目前,对于肥胖症的治疗主要有饮食行为疗法、外科手术和药物治疗。对于大多数肥胖患者来说,减少能量的摄入并增加运动量可以起到减肥效果,但当停止减肥体重会反弹回去,甚至超过了减肥前的体重。而外科手术(如:缩胃术、胃旁路手术、胃束带手术)风险太大。因此,许多肥胖患者把药物治疗作为首选,美国FDA批准了两种可长期应用的减肥药,分别为西布曲明(Sibutramine)和奥利司他(Orlistat)。但长期使用后,前者可引发高血压、失眠等,后者会造成严重的胃肠道副作用,如腹泻、排泄失禁等,导致用药受到限制。因此,在参与代谢综合症相关的器官中,如何使得药物能够仅仅作用于脂肪组织,却对其他脏器和组织不造成影响,从而达到不改变人体免疫系统的基础上能更高效治疗代谢综合症的目的,成为现在肥胖治疗面临的重要问题和研究重点。

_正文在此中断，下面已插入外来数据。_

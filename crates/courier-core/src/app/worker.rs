use std::sync::Arc;
use std::time::Duration;

use tokio::sync::watch;
use tokio::task::JoinHandle;
use tracing::{debug, info, warn};

use super::controller::JobController;
use crate::domain::JobId;
use crate::ports::QueueBroker;

/// How often the reaper collects dead-lettered jobs.
pub const REAP_INTERVAL: Duration = Duration::from_secs(1);

/// Worker group handle.
///
/// - each worker takes one lease at a time and runs the job to the end
/// - a reaper marks jobs the broker dead-lettered as `failed`
/// - `request_shutdown` stops new leases; a job already running finishes
/// - `shutdown_and_join` waits for every worker and the reaper to exit
pub struct WorkerGroup {
    shutdown_tx: watch::Sender<bool>,
    joins: Vec<JoinHandle<()>>,
}

impl WorkerGroup {
    /// Spawn `n` workers and one reaper against one broker.
    pub fn spawn(n: usize, broker: Arc<dyn QueueBroker>, controller: Arc<JobController>) -> Self {
        let (shutdown_tx, shutdown_rx) = watch::channel(false);

        let mut joins: Vec<JoinHandle<()>> = (0..n)
            .map(|worker_id| {
                let broker = Arc::clone(&broker);
                let controller = Arc::clone(&controller);
                let mut rx = shutdown_rx.clone();
                tokio::spawn(async move {
                    worker_loop(worker_id, broker, controller, &mut rx).await;
                })
            })
            .collect();

        let mut rx = shutdown_rx.clone();
        joins.push(tokio::spawn(async move {
            reaper_loop(broker, controller, &mut rx).await;
        }));

        info!(workers = n, "worker group started");
        Self { shutdown_tx, joins }
    }

    /// Number of workers, not counting the reaper.
    pub fn len(&self) -> usize {
        self.joins.len() - 1
    }

    pub fn is_empty(&self) -> bool {
        self.len() == 0
    }

    pub fn request_shutdown(&self) {
        // receivers may already be gone
        let _ = self.shutdown_tx.send(true);
    }

    pub async fn shutdown_and_join(self) {
        self.request_shutdown();
        for join in self.joins {
            let _ = join.await;
        }
        info!("worker group stopped");
    }
}

async fn worker_loop(
    worker_id: usize,
    broker: Arc<dyn QueueBroker>,
    controller: Arc<JobController>,
    shutdown_rx: &mut watch::Receiver<bool>,
) {
    loop {
        if *shutdown_rx.borrow() {
            break;
        }

        // lease() may wait, so race it against shutdown
        let lease = tokio::select! {
            changed = shutdown_rx.changed() => {
                if changed.is_err() {
                    break;
                }
                continue;
            }
            lease = broker.lease() => lease,
        };

        let Some(lease) = lease else {
            tokio::task::yield_now().await;
            continue;
        };

        let job_id = lease.job_id();
        let disposition = controller.process_lease(lease).await;
        debug!(worker_id, job_id = %job_id, ?disposition, "lease settled");
    }
    debug!(worker_id, "worker exiting");
}

/// Fail every job the broker gave up on. Ids whose status could not be
/// written are kept and tried again on the next tick.
async fn reaper_loop(
    broker: Arc<dyn QueueBroker>,
    controller: Arc<JobController>,
    shutdown_rx: &mut watch::Receiver<bool>,
) {
    let mut ticker = tokio::time::interval(REAP_INTERVAL);
    let mut pending: Vec<JobId> = Vec::new();

    loop {
        if *shutdown_rx.borrow() {
            break;
        }

        tokio::select! {
            changed = shutdown_rx.changed() => {
                if changed.is_err() {
                    break;
                }
                continue;
            }
            _ = ticker.tick() => {}
        }

        match broker.drain_dead().await {
            Ok(dead) => pending.extend(dead),
            Err(e) => warn!(error = %e, "could not drain dead letters"),
        }

        let mut unsettled = Vec::new();
        for job_id in pending.drain(..) {
            if !controller.fail_abandoned(job_id).await {
                unsettled.push(job_id);
            }
        }
        pending = unsettled;
    }

    if !pending.is_empty() {
        warn!(jobs = pending.len(), "reaper stopped with dead-lettered jobs not yet failed");
    }
    debug!("reaper exiting");
}
//! Queue module: delivery state, retry policy, and the in-memory broker.
//!
//! # Delivery guarantees
//! The broker delivers each job **at least once**. A job leaves the broker
//! only by being acknowledged or dead-lettered.
//!
//! - **Lease**: a worker claims a job for `lease_timeout` and renews the claim
//!   while it works (`JobLease::extend`)
//! - **Expiry**: a claim that is not renewed is taken back and the job becomes
//!   ready again, counted as another delivery
//! - **Retry**: a worker that hands the job back gets it again after an
//!   exponential backoff from `RetryPolicy`
//! - **Dead letter**: after `max_deliveries` the job is parked as `Dead` and
//!   reported once through `drain_dead`
//!
//! # Who owns what
//! The broker tracks who holds a job. It never reads or writes the job record.
//! Marking a dead-lettered job `failed` is the reaper's job (`app::worker`).
//!
//! # Module layout
//! - `state`: `DeliveryState` and its transitions
//! - `record`: per-job bookkeeping (`DeliveryRecord`)
//! - `retry`: backoff calculation
//! - `memory`: `InMemoryBroker`, the single-process implementation

mod memory;
mod record;
mod retry;
mod state;

pub use memory::{BrokerSettings, InMemoryBroker};
pub use record::DeliveryRecord;
pub use retry::RetryPolicy;
pub use state::DeliveryState;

2004年,著名的科学杂志“Nature Medcine”报道发现一多肽能特异性地和白色脂肪组织血管的内皮细胞受体结合,其氨基酸序列为CKGGRAKDC。中国专利CN102120755A公开了一种棕色脂肪组织靶向性多肽及其应用,公开了多肽可以与具有生物药理活性的物质相连接,能够靶向性运送治疗性药物到达棕色脂肪组织,发挥药理学效应,从而达到靶向治疗的目的,侧重于报道一种棕色脂肪组织靶向性治疗的多肽载体,但该靶向性多肽载体的生物兼容性及所载药物的疗效如何还需要进一步验证。
发明内容
发明目的:为了解决靶向治疗肥胖的问题,本发明第一方面提供了一种脂肪组织靶向性多肽-毛蕊花苷-纳米金颗粒衍生物的制备方法,本发明第二方面提供了一种脂肪组织靶向性多肽-毛蕊花苷-纳米金颗粒衍生物,本发明第三方面提供了脂肪组织靶向性多肽-毛蕊花苷-纳米金颗粒衍生物在制备治疗肥胖疾病的药物中的应用。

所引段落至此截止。